Quienes a mitad de los años setenta del siglo pasado finalizábamos nuestros estudios de Filología Moderna con un ojo puesto en las oposiciones a plazas de profesor de inglés de aquellos días (catedráticos, agregados, etc.), encontrábamos en los temarios uno cuyo título era Vida, costumbres e instituciones británicas. Era una forma pomposa de referirse a los rasgos idiosincrásicos de Albión, que hacen de este pueblo una raza única y diferente, y que ha sido, por otra parte, un tema recurrente de reflexión a lo largo de mi existencia: eso que eufemísticamente recibe ahora el nombre de "aprendizaje permanente". Sirvan como ejemplo algunos artículos publicados en distintos diarios y periódicos, que merced a los largos brazos del todopoderoso San Google se encuentran disponibles en unos segundos con un par de clics de ratón: Los británicos, tan diferentes; Puro glamour británico; Verano inglés; Amapolas; Transfuguismo político y religioso, etc.

Ahora, a raíz de la cumbre europea celebrada en Bruselas los días 9 y 10 de diciembre -cada vez más nuestras vidas se mueven a golpe y dictado de cumbres europeas- he tenido la oportunidad de añadir algún matiz nuevo a la larga lista de diferencias que separa a este pueblo del resto de pueblos europeos, o al menos reforzarla con ejemplos significativos como su inhibición del pacto fiscal europeo.

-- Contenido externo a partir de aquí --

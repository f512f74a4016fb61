//! Administrator recovery: force-cancel a pool and return deposits.

use super::LifecycleController;
use crate::db::RefundRow;
use crate::domain::{Address, Amount, EngineEvent, PoolId};
use crate::error::EngineError;
use futures::future::join_all;
use serde::Serialize;
use tracing::{error, info};

/// Result of an emergency withdrawal or refund retry.
#[derive(Debug, Clone, PartialEq, Eq, Serialize)]
#[serde(rename_all = "camelCase")]
pub struct EmergencyReport {
    pub pool_id: PoolId,
    pub amount_returned: Amount,
    pub released: Vec<Address>,
    pub pending: Vec<Address>,
    /// Refunds attempted but whose outcome could not be written. They stay
    /// `in_flight` and are not retried automatically.
    pub unrecorded: Vec<Address>,
}

impl LifecycleController {
    /// Cancel an open pool regardless of deposits or deadline and schedule a
    /// refund of every balance.
    ///
    /// The cancellation and the refund schedule commit together. Releases are
    /// attempted afterwards; failed ones stay pending for
    /// [`LifecycleController::retry_pending_refunds`].
    pub async fn emergency_withdraw(
        &self,
        pool_id: PoolId,
        caller: &Address,
    ) -> Result<EmergencyReport, EngineError> {
        let _guard = self.locks.acquire(pool_id).await;
        let book = self.load_book(pool_id).await?;
        let config = self.registry.config().await?;
        if !config.is_admin(caller) {
            return Err(EngineError::Unauthorized);
        }
        book.pool.ensure_open()?;

        let refunds = book.entries();
        let amount_returned = book.pool.total_deposited;
        let event = EngineEvent::EmergencyWithdraw {
            pool_id,
            admin: caller.clone(),
            amount_returned,
        };
        if !self
            .repo
            .commit_emergency(pool_id, &refunds, &event, self.clock.now())
            .await?
        {
            return Err(EngineError::AlreadyClosed(pool_id));
        }

        info!(
            pool_id = %pool_id,
            admin = %caller,
            amount_returned = %amount_returned,
            depositors = refunds.len(),
            "emergency withdraw committed"
        );

        let outcome = self.release_refunds(pool_id, &book.pool.token).await?;
        self.locks.forget(pool_id);
        Ok(outcome.into_report(pool_id, amount_returned))
    }

    /// Reattempt pending refunds: balances of a force-cancelled pool, or
    /// tokens of a deposit that was never recorded.
    pub async fn retry_pending_refunds(
        &self,
        pool_id: PoolId,
        caller: &Address,
    ) -> Result<EmergencyReport, EngineError> {
        let _guard = self.locks.acquire(pool_id).await;
        let pool = self.get_pool(pool_id).await?;
        let config = self.registry.config().await?;
        if !config.is_admin(caller) {
            return Err(EngineError::Unauthorized);
        }

        let outcome = self.release_refunds(pool_id, &pool.token).await?;
        let amount_returned = outcome.amount;

        info!(
            pool_id = %pool_id,
            released = outcome.released.len(),
            pending = outcome.pending.len(),
            "pending refunds retried"
        );
        Ok(outcome.into_report(pool_id, amount_returned))
    }

    /// Claim the pool's pending refunds and release them concurrently.
    async fn release_refunds(
        &self,
        pool_id: PoolId,
        token: &Address,
    ) -> Result<ReleaseOutcome, EngineError> {
        let claimed = self.repo.claim_pending_refunds(pool_id).await?;
        let amount: Amount = claimed.iter().map(|r| r.amount).sum();

        let attempts = claimed.iter().map(|row| async move {
            let result = self.custody.release(token, &row.depositor, row.amount).await;
            (row, result)
        });

        let mut released: Vec<&RefundRow> = Vec::new();
        let mut failed: Vec<&RefundRow> = Vec::new();
        for (row, result) in join_all(attempts).await {
            match result {
                Ok(()) => released.push(row),
                Err(e) => {
                    error!(
                        pool_id = %row.pool_id,
                        depositor = %row.depositor,
                        amount = %row.amount,
                        error = %e,
                        "refund release failed, left pending"
                    );
                    failed.push(row);
                }
            }
        }

        let released_ids: Vec<i64> = released.iter().map(|r| r.id).collect();
        let failed_ids: Vec<i64> = failed.iter().map(|r| r.id).collect();
        if let Err(e) = self.repo.settle_refunds(&released_ids, &failed_ids).await {
            error!(
                pool_id = %pool_id,
                released = released_ids.len(),
                failed = failed_ids.len(),
                error = %e,
                "could not record refund outcomes, rows left in flight"
            );
            return Ok(ReleaseOutcome {
                amount,
                released: Vec::new(),
                pending: Vec::new(),
                unrecorded: claimed.iter().map(|r| r.depositor.clone()).collect(),
            });
        }

        Ok(ReleaseOutcome {
            amount,
            released: released.iter().map(|r| r.depositor.clone()).collect(),
            pending: failed.iter().map(|r| r.depositor.clone()).collect(),
            unrecorded: Vec::new(),
        })
    }
}

struct ReleaseOutcome {
    amount: Amount,
    released: Vec<Address>,
    pending: Vec<Address>,
    unrecorded: Vec<Address>,
}

impl ReleaseOutcome {
    fn into_report(self, pool_id: PoolId, amount_returned: Amount) -> EmergencyReport {
        EmergencyReport {
            pool_id,
            amount_returned,
            released: self.released,
            pending: self.pending,
            unrecorded: self.unrecorded,
        }
    }
}
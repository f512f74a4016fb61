//! Domain primitives: Address, PoolId, Timestamp, Amount.

use serde::{de, Deserialize, Deserializer, Serialize, Serializer};
use std::fmt;
use std::str::FromStr;
use thiserror::Error;

/// Account or token identity (20-byte hex, `0x`-prefixed, lowercase).
#[derive(Debug, Clone, PartialEq, Eq, PartialOrd, Ord, Hash, Serialize, Deserialize)]
#[serde(try_from = "String", into = "String")]
pub struct Address(String);

#[derive(Debug, Clone, PartialEq, Eq, Error)]
pub enum AddressParseError {
    #[error("address must start with 0x")]
    MissingPrefix,
    #[error("address must be 40 hex characters, got {0}")]
    InvalidLength(usize),
    #[error("address contains non-hex characters")]
    InvalidHex,
}

impl Address {
    /// The null identity. Never a valid token, treasury, or exchange reference.
    pub fn zero() -> Self {
        Address(format!("0x{}", "0".repeat(40)))
    }

    pub fn is_zero(&self) -> bool {
        self.0[2..].bytes().all(|b| b == b'0')
    }

    pub fn as_str(&self) -> &str {
        &self.0
    }
}

impl FromStr for Address {
    type Err = AddressParseError;

    fn from_str(s: &str) -> Result<Self, Self::Err> {
        let trimmed = s.trim();
        let body = trimmed
            .strip_prefix("0x")
            .or_else(|| trimmed.strip_prefix("0X"))
            .ok_or(AddressParseError::MissingPrefix)?;
        if body.len() != 40 {
            return Err(AddressParseError::InvalidLength(body.len()));
        }
        if !body.bytes().all(|b| b.is_ascii_hexdigit()) {
            return Err(AddressParseError::InvalidHex);
        }
        Ok(Address(format!("0x{}", body.to_ascii_lowercase())))
    }
}

impl TryFrom<String> for Address {
    type Error = AddressParseError;

    fn try_from(value: String) -> Result<Self, Self::Error> {
        Address::from_str(&value)
    }
}

impl From<Address> for String {
    fn from(value: Address) -> Self {
        value.0
    }
}

impl fmt::Display for Address {
    fn fmt(&self, f: &mut fmt::Formatter<'_>) -> fmt::Result {
        write!(f, "{}", self.0)
    }
}

/// Pool identifier. Dense, starting at 1.
#[derive(Debug, Clone, Copy, PartialEq, Eq, PartialOrd, Ord, Hash, Serialize, Deserialize)]
#[serde(transparent)]
pub struct PoolId(pub u64);

impl PoolId {
    pub fn new(id: u64) -> Self {
        PoolId(id)
    }

    pub fn as_u64(&self) -> u64 {
        self.0
    }

    /// SQLite stores integers as i64; ids never approach that range.
    pub fn as_i64(&self) -> i64 {
        self.0 as i64
    }
}

impl fmt::Display for PoolId {
    fn fmt(&self, f: &mut fmt::Formatter<'_>) -> fmt::Result {
        write!(f, "{}", self.0)
    }
}

/// Time in seconds since Unix epoch.
#[derive(Debug, Clone, Copy, PartialEq, Eq, PartialOrd, Ord, Hash, Serialize, Deserialize)]
#[serde(transparent)]
pub struct Timestamp(pub i64);

impl Timestamp {
    pub fn new(secs: i64) -> Self {
        Timestamp(secs)
    }

    pub fn as_secs(&self) -> i64 {
        self.0
    }

    pub fn now() -> Self {
        Timestamp(chrono::Utc::now().timestamp())
    }

    pub fn saturating_add_secs(&self, secs: u64) -> Self {
        let secs = i64::try_from(secs).unwrap_or(i64::MAX);
        Timestamp(self.0.saturating_add(secs))
    }
}

impl fmt::Display for Timestamp {
    fn fmt(&self, f: &mut fmt::Formatter<'_>) -> fmt::Result {
        write!(f, "{}", self.0)
    }
}

/// Token or reward amount in base units.
///
/// Serialized as a decimal string since values routinely exceed 2^53.
#[derive(Debug, Clone, Copy, Default, PartialEq, Eq, PartialOrd, Ord, Hash)]
pub struct Amount(pub u128);

impl Amount {
    pub const ZERO: Amount = Amount(0);

    pub fn new(value: u128) -> Self {
        Amount(value)
    }

    pub fn as_u128(&self) -> u128 {
        self.0
    }

    pub fn is_zero(&self) -> bool {
        self.0 == 0
    }

    pub fn checked_add(self, rhs: Amount) -> Option<Amount> {
        self.0.checked_add(rhs.0).map(Amount)
    }

    pub fn saturating_sub(self, rhs: Amount) -> Amount {
        Amount(self.0.saturating_sub(rhs.0))
    }

    /// Canonical decimal representation used for storage and JSON.
    pub fn to_canonical_string(&self) -> String {
        self.0.to_string()
    }
}

impl fmt::Display for Amount {
    fn fmt(&self, f: &mut fmt::Formatter<'_>) -> fmt::Result {
        write!(f, "{}", self.0)
    }
}

impl FromStr for Amount {
    type Err = std::num::ParseIntError;

    fn from_str(s: &str) -> Result<Self, Self::Err> {
        s.trim().parse::<u128>().map(Amount)
    }
}

impl From<u128> for Amount {
    fn from(value: u128) -> Self {
        Amount(value)
    }
}

impl std::iter::Sum for Amount {
    fn sum<I: Iterator<Item = Amount>>(iter: I) -> Self {
        Amount(iter.map(|a| a.0).sum())
    }
}

impl Serialize for Amount {
    fn serialize<S: Serializer>(&self, serializer: S) -> Result<S::Ok, S::Error> {
        serializer.serialize_str(&self.to_canonical_string())
    }
}

impl<'de> Deserialize<'de> for Amount {
    fn deserialize<D: Deserializer<'de>>(deserializer: D) -> Result<Self, D::Error> {
        struct AmountVisitor;

        impl<'de> de::Visitor<'de> for AmountVisitor {
            type Value = Amount;

            fn expecting(&self, f: &mut fmt::Formatter<'_>) -> fmt::Result {
                f.write_str("a non-negative integer or decimal string")
            }

            fn visit_str<E: de::Error>(self, v: &str) -> Result<Amount, E> {
                Amount::from_str(v).map_err(|_| E::custom(format!("invalid amount: {}", v)))
            }

            fn visit_u64<E: de::Error>(self, v: u64) -> Result<Amount, E> {
                Ok(Amount(v as u128))
            }

            fn visit_i64<E: de::Error>(self, v: i64) -> Result<Amount, E> {
                u128::try_from(v)
                    .map(Amount)
                    .map_err(|_| E::custom("amount must be non-negative"))
            }
        }

        deserializer.deserialize_any(AmountVisitor)
    }
}

#[cfg(test)]
mod tests {
    use super::*;

    fn addr(s: &str) -> Address {
        Address::from_str(s).unwrap()
    }

    #[test]
    fn test_address_normalizes_case() {
        let a = addr("0xABCDEF0000000000000000000000000000000001");
        assert_eq!(a.as_str(), "0xabcdef0000000000000000000000000000000001");
    }

    #[test]
    fn test_address_rejects_malformed() {
        assert_eq!(
            Address::from_str("abcdef"),
            Err(AddressParseError::MissingPrefix)
        );
        assert_eq!(
            Address::from_str("0x1234"),
            Err(AddressParseError::InvalidLength(4))
        );
        assert_eq!(
            Address::from_str("0xzz00000000000000000000000000000000000000"),
            Err(AddressParseError::InvalidHex)
        );
    }

    #[test]
    fn test_zero_address() {
        assert!(Address::zero().is_zero());
        assert!(!addr("0x0000000000000000000000000000000000000001").is_zero());
    }

    #[test]
    fn test_amount_serializes_as_string() {
        let json = serde_json::to_string(&Amount::new(u128::MAX)).unwrap();
        assert_eq!(json, format!("\"{}\"", u128::MAX));
    }

    #[test]
    fn test_amount_deserializes_from_number_or_string() {
        let a: Amount = serde_json::from_str("\"500\"").unwrap();
        let b: Amount = serde_json::from_str("500").unwrap();
        assert_eq!(a, b);
        assert!(serde_json::from_str::<Amount>("-1").is_err());
    }

    #[test]
    fn test_timestamp_saturating_add() {
        assert_eq!(Timestamp::new(0).saturating_add_secs(3600), Timestamp::new(3600));
        assert_eq!(
            Timestamp::new(i64::MAX).saturating_add_secs(1),
            Timestamp::new(i64::MAX)
        );
    }
}
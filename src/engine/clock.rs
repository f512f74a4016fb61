//! Time source for deadline checks.

use crate::domain::Timestamp;
use std::fmt;
use std::sync::atomic::{AtomicI64, Ordering};

pub trait Clock: Send + Sync + fmt::Debug {
    fn now(&self) -> Timestamp;
}

/// Wall-clock time (UTC seconds).
#[derive(Debug, Clone, Copy, Default)]
pub struct SystemClock;

impl Clock for SystemClock {
    fn now(&self) -> Timestamp {
        Timestamp::now()
    }
}

/// Settable clock for tests and simulations.
#[derive(Debug, Default)]
pub struct ManualClock {
    secs: AtomicI64,
}

impl ManualClock {
    pub fn new(start: Timestamp) -> Self {
        Self {
            secs: AtomicI64::new(start.as_secs()),
        }
    }

    pub fn set(&self, at: Timestamp) {
        self.secs.store(at.as_secs(), Ordering::SeqCst);
    }

    pub fn advance(&self, secs: i64) {
        self.secs.fetch_add(secs, Ordering::SeqCst);
    }
}

impl Clock for ManualClock {
    fn now(&self) -> Timestamp {
        Timestamp::new(self.secs.load(Ordering::SeqCst))
    }
}
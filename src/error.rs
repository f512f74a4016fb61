use crate::domain::PoolId;
use crate::external::ExternalError;
use axum::{
    http::StatusCode,
    response::{IntoResponse, Response},
    Json,
};
use serde_json::json;
use thiserror::Error;

/// Failures of engine operations. Every variant leaves stored state unchanged.
#[derive(Debug, Error)]
pub enum EngineError {
    #[error("invalid token address")]
    InvalidToken,
    #[error("invalid duration: {0}s")]
    InvalidDuration(u64),
    #[error("amount must be greater than zero")]
    ZeroAmount,
    #[error("invalid address")]
    InvalidAddress,
    #[error("platform fee too high: {0} bps")]
    FeeTooHigh(u16),
    #[error("amount overflow")]
    AmountOverflow,
    #[error("unauthorized")]
    Unauthorized,
    #[error("pool {0} not found")]
    PoolNotFound(PoolId),
    #[error("pool {0} is closed")]
    PoolClosed(PoolId),
    #[error("pool {0} has expired")]
    PoolExpired(PoolId),
    #[error("pool {0} has not expired yet")]
    PoolNotExpired(PoolId),
    #[error("pool {0} is already closed")]
    AlreadyClosed(PoolId),
    #[error("pool {0} has deposits")]
    PoolHasDeposits(PoolId),
    #[error("settlement failed: {0}")]
    SettlementFailed(String),
    #[error("custody transfer failed: {0}")]
    Custody(#[source] ExternalError),
    #[error("engine not configured")]
    NotConfigured,
    #[error(transparent)]
    Storage(#[from] sqlx::Error),
}

/// Coarse classification of [`EngineError`].
#[derive(Debug, Clone, Copy, PartialEq, Eq)]
pub enum ErrorKind {
    Validation,
    Authorization,
    StateConflict,
    NotFound,
    Collaborator,
    Internal,
}

impl EngineError {
    pub fn kind(&self) -> ErrorKind {
        match self {
            EngineError::InvalidToken
            | EngineError::InvalidDuration(_)
            | EngineError::ZeroAmount
            | EngineError::InvalidAddress
            | EngineError::FeeTooHigh(_)
            | EngineError::AmountOverflow => ErrorKind::Validation,
            EngineError::Unauthorized => ErrorKind::Authorization,
            EngineError::PoolNotFound(_) => ErrorKind::NotFound,
            EngineError::PoolClosed(_)
            | EngineError::PoolExpired(_)
            | EngineError::PoolNotExpired(_)
            | EngineError::AlreadyClosed(_)
            | EngineError::PoolHasDeposits(_) => ErrorKind::StateConflict,
            EngineError::SettlementFailed(_) | EngineError::Custody(_) => ErrorKind::Collaborator,
            EngineError::NotConfigured | EngineError::Storage(_) => ErrorKind::Internal,
        }
    }

    /// Stable machine-readable code.
    pub fn code(&self) -> &'static str {
        match self {
            EngineError::InvalidToken => "InvalidToken",
            EngineError::InvalidDuration(_) => "InvalidDuration",
            EngineError::ZeroAmount => "ZeroAmount",
            EngineError::InvalidAddress => "InvalidAddress",
            EngineError::FeeTooHigh(_) => "FeeTooHigh",
            EngineError::AmountOverflow => "AmountOverflow",
            EngineError::Unauthorized => "Unauthorized",
            EngineError::PoolNotFound(_) => "PoolNotFound",
            EngineError::PoolClosed(_) => "PoolClosed",
            EngineError::PoolExpired(_) => "PoolExpired",
            EngineError::PoolNotExpired(_) => "PoolNotExpired",
            EngineError::AlreadyClosed(_) => "AlreadyClosed",
            EngineError::PoolHasDeposits(_) => "PoolHasDeposits",
            EngineError::SettlementFailed(_) => "SettlementFailed",
            EngineError::Custody(_) => "CustodyFailed",
            EngineError::NotConfigured => "NotConfigured",
            EngineError::Storage(_) => "Storage",
        }
    }
}

#[derive(Debug, Error)]
pub enum AppError {
    #[error("Internal server error: {0}")]
    Internal(String),
    #[error("Bad request: {0}")]
    BadRequest(String),
    #[error(transparent)]
    Engine(#[from] EngineError),
}

impl From<sqlx::Error> for AppError {
    fn from(err: sqlx::Error) -> Self {
        AppError::Internal(err.to_string())
    }
}

impl IntoResponse for AppError {
    fn into_response(self) -> Response {
        let (status, code, error_message) = match self {
            AppError::Internal(msg) => (StatusCode::INTERNAL_SERVER_ERROR, "Internal", msg),
            AppError::BadRequest(msg) => (StatusCode::BAD_REQUEST, "BadRequest", msg),
            AppError::Engine(err) => {
                let status = match err.kind() {
                    ErrorKind::Validation => StatusCode::BAD_REQUEST,
                    ErrorKind::Authorization => StatusCode::FORBIDDEN,
                    ErrorKind::NotFound => StatusCode::NOT_FOUND,
                    ErrorKind::StateConflict => StatusCode::CONFLICT,
                    ErrorKind::Collaborator => StatusCode::BAD_GATEWAY,
                    ErrorKind::Internal => StatusCode::INTERNAL_SERVER_ERROR,
                };
                (status, err.code(), err.to_string())
            }
        };

        let body = Json(json!({
            "error": error_message,
            "code": code,
        }));

        (status, body).into_response()
    }
}

#[cfg(test)]
mod tests {
    use super::*;

    #[test]
    fn test_engine_error_kinds() {
        assert_eq!(EngineError::FeeTooHigh(1001).kind(), ErrorKind::Validation);
        assert_eq!(EngineError::Unauthorized.kind(), ErrorKind::Authorization);
        assert_eq!(
            EngineError::PoolHasDeposits(PoolId::new(1)).kind(),
            ErrorKind::StateConflict
        );
        assert_eq!(
            EngineError::SettlementFailed("down".into()).kind(),
            ErrorKind::Collaborator
        );
    }

    #[test]
    fn test_engine_error_status_codes() {
        let cases = [
            (EngineError::ZeroAmount, StatusCode::BAD_REQUEST),
            (EngineError::Unauthorized, StatusCode::FORBIDDEN),
            (EngineError::PoolNotFound(PoolId::new(9)), StatusCode::NOT_FOUND),
            (EngineError::AlreadyClosed(PoolId::new(1)), StatusCode::CONFLICT),
            (
                EngineError::SettlementFailed("timeout".into()),
                StatusCode::BAD_GATEWAY,
            ),
        ];
        for (err, status) in cases {
            let response = AppError::from(err).into_response();
            assert_eq!(response.status(), status);
        }
    }
}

Los británicos, como nosotros, entienden que en la diferencia reside la riqueza, y se empeñan en demostrarlo a la mínima ocasión. Y aun cuando existen diccionarios culturales que recogen multitud de facetas distintivas de su particular naturaleza como nación, uno se deleita en ir elaborando el propio. De ellas entresaco alguna variante de su euroescepticismo innato, que algunos sostienen que nace en el momento mismo en que muere su Imperio. Esa forma de ver la vida por la que "si soy como tú, soy menos yo", les llevó en el pasado a tener su propia religión, fruto de esa pataleta político-religiosa de Enrique VIII, y más recientemente a quedarse fuera del euro en Maastricht con el fin de preservar su independencia económica y monetaria, o a hacernos sufrir al resto de los europeos su férreo control fronterizo consistente en cruzar las aduanas con el equipaje de mano en una mano, los zapatos en otra y el pasaporte entre los dientes, y finalmente a negarse a respaldar un tratado de reforma fiscal para resolver la crisis y salvar el euro -sencillamente porque ése no es su problema-, y llegado el caso, tener además plena libertad de poder devaluar su libra esterlina. Lo más extraño de todo es que decidiera en un momento del pasado formar parte del club europeo. Esperemos que Merkozy patente cuanto antes una vacuna que combata el temor genético británico a que su pertenencia al club europeo acabe dañando los intereses económicos de la City. No se puede seguir con esa rabieta consustancial de "No soy tu amigo si no defiendes mis intereses". En otras palabras, no se puede pertenecer a un club sin renunciar a determinadas señas de identidad; exactamente lo mismo que tener que formar parte de un continente cuando siempre se ha sido una isla. Son sacrificios que hay que sopesar.

Los británicos tienen la sensación de que no cambian, y sin embargo aúnan inconscientemente la filosofía de los presocráticos Parménides y Heráclito a un mismo tiempo, y su singularidad se desvanece con el paso del tiempo. Ejemplos: los anglicanos que el año pasado volvieron al redil católico; la desaparición de la campana que anunciaba la última copa de los pubs británicos vigente hasta hace diez años; la obligación de cerrarlos a las once de la noche hasta hace sólo seis años o las famosas azotainas en las escuelas -herencia de la disciplina férrea victoriana- que ya no recuerdo bien si fueron abolidas en algún momento del pasado reciente o si aún continúan vigentes.

Pero no nos engañemos, con otro primer ministro en ese país, tarde o temprano, sucederá el milagro de la integración real, por más que tengamos la impresión de que Reino Unido se aleja cada vez más del continente, física y espiritualmente. Por más que el euroescepticismo reine en las filas tories, y por más que periódicos como el Daily Mail, considerado el más intelectual de los periódicos populares (de derechas) siembre día tras día la semilla del antieuropeísmo. Y el resto de Europa debe esforzarse también por comprender que a quien fue dueño de un Imperio, además de ser un país vinculado a Estados Unidos por tantos lazos histórico-culturales, le suponga un sacrificio ver con agrado esa sacrosanta dualidad merkoziana que últimamente rige nuestras vidas y de la que pende nuestro futuro. En fin, ya lo decía Patricio Manns, hace tantos años, en una memorable canción-mensaje: "Ya no somos nosotros" (YouTube esta vez, por favor, en las voces de Isabel y Ángel Parra). Entonces yo era más joven también.